---- PROVIDED RECORDS

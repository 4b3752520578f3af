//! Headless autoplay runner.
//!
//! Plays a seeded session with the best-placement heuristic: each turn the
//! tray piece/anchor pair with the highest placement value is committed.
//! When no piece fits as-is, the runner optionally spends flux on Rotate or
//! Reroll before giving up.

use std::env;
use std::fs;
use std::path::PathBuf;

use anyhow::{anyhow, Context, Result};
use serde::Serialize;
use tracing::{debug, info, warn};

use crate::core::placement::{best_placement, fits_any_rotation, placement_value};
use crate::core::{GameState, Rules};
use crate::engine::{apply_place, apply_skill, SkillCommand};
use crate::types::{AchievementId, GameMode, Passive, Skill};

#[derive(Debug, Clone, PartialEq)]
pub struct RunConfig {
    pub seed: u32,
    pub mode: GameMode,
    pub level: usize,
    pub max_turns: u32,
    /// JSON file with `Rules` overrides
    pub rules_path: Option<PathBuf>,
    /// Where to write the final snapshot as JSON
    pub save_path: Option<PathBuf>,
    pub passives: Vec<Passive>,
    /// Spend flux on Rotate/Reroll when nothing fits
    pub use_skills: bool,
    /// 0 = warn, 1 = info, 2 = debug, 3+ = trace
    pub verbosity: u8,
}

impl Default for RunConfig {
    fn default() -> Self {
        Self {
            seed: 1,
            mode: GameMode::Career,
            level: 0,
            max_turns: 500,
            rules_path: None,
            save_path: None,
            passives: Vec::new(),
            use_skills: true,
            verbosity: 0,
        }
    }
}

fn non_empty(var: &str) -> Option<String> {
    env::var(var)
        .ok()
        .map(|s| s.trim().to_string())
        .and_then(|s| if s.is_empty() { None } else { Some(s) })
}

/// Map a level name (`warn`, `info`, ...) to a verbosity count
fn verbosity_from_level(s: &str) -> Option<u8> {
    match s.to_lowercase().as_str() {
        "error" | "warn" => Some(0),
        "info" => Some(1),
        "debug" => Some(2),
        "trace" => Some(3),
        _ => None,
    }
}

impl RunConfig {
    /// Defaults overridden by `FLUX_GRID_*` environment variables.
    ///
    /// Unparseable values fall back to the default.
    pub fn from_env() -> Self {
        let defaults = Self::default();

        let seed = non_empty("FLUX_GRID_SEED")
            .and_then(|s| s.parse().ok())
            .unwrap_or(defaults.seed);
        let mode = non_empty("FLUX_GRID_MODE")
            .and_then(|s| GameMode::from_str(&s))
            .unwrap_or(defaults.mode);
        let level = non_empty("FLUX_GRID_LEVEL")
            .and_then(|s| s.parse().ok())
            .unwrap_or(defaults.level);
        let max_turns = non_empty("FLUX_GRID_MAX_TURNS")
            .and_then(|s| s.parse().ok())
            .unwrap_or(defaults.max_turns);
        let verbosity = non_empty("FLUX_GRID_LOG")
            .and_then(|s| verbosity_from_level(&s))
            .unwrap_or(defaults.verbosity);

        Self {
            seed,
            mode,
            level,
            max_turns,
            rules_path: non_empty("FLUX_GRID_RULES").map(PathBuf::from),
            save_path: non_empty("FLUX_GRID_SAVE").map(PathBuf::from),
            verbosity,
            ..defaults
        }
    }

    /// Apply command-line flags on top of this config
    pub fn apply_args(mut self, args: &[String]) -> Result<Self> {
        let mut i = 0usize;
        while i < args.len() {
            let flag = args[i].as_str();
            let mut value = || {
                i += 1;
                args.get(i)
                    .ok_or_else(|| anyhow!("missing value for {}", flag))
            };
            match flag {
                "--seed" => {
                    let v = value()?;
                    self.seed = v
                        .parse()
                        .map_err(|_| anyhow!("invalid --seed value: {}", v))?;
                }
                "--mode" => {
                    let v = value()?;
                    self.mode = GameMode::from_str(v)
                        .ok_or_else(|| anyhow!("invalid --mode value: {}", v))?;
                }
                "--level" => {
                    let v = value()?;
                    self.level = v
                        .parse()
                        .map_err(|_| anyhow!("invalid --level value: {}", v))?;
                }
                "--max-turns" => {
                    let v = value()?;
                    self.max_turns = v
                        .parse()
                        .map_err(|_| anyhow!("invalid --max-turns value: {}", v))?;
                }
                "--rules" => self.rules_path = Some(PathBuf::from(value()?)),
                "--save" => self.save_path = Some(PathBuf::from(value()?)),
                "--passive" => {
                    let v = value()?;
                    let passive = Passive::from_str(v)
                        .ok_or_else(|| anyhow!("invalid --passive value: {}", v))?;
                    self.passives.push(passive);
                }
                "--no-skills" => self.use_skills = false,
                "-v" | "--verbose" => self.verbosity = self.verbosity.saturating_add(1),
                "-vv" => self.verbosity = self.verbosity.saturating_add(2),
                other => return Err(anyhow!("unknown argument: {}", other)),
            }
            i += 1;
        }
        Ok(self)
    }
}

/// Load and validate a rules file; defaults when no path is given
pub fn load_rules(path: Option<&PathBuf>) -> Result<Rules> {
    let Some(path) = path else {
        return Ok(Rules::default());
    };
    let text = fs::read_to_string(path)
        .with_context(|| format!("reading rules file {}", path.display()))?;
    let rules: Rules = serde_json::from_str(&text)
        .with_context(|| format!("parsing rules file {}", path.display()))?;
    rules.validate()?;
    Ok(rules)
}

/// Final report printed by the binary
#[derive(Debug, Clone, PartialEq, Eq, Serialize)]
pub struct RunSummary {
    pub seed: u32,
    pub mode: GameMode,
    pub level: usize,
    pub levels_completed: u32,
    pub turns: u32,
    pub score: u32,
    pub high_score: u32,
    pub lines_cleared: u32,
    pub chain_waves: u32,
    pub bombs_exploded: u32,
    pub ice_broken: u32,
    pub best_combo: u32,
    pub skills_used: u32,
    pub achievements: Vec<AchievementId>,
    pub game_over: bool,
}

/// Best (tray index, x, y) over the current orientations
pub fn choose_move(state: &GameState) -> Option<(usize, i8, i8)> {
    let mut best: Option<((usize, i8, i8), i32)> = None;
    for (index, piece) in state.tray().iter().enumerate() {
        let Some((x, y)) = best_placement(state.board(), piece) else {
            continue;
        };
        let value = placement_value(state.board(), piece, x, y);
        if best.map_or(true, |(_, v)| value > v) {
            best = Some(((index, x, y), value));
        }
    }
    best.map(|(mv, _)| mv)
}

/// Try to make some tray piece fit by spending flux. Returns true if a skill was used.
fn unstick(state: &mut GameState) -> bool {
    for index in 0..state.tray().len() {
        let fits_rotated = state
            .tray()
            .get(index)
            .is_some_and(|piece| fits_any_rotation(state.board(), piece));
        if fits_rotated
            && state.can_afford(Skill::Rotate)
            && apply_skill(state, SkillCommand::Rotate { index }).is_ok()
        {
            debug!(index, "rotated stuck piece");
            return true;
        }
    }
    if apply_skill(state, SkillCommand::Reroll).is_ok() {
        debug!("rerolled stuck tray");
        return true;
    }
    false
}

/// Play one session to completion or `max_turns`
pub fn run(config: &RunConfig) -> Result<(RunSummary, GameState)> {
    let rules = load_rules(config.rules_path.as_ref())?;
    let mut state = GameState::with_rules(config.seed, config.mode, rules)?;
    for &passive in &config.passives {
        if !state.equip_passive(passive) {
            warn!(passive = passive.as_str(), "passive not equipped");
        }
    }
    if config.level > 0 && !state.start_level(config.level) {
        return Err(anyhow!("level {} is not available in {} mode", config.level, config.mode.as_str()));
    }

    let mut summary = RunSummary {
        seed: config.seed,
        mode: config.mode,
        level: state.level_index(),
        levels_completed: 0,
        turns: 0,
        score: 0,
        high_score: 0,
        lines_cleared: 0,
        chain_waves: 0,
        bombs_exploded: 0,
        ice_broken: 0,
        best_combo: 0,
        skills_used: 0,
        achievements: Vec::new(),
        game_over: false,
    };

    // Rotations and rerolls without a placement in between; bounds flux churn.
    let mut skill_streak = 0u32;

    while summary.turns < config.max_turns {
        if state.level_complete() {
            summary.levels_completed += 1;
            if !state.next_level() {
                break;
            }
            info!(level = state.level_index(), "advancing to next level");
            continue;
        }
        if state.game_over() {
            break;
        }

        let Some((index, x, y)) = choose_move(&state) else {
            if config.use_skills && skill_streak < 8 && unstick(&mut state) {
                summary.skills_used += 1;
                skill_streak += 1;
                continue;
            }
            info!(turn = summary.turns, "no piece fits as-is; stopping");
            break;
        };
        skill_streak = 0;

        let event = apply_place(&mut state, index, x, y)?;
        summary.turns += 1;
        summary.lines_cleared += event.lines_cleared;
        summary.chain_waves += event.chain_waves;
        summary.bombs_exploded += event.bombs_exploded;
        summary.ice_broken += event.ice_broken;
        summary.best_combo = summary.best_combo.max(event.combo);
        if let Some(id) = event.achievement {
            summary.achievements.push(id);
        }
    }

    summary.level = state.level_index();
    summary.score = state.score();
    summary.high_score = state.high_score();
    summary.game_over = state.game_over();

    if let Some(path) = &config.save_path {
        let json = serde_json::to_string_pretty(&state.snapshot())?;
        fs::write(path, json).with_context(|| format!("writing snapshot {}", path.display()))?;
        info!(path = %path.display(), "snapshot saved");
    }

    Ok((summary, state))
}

--------

● WHAT YOU ARE ASKED TO DO
Transcribe, word for word, the data above from its first line through the line with "use std::fs;", and include nothing else.

● RESULT
repository 4b3752520578f3af
//! Headless autoplay runner.
//!
//! Plays a seeded session with the best-placement heuristic: each turn the
//! tray piece/anchor pair with the highest placement value is committed.
//! When no piece fits as-is, the runner optionally spends flux on Rotate or
//! Reroll before giving up.

use std::env;
use std::fs;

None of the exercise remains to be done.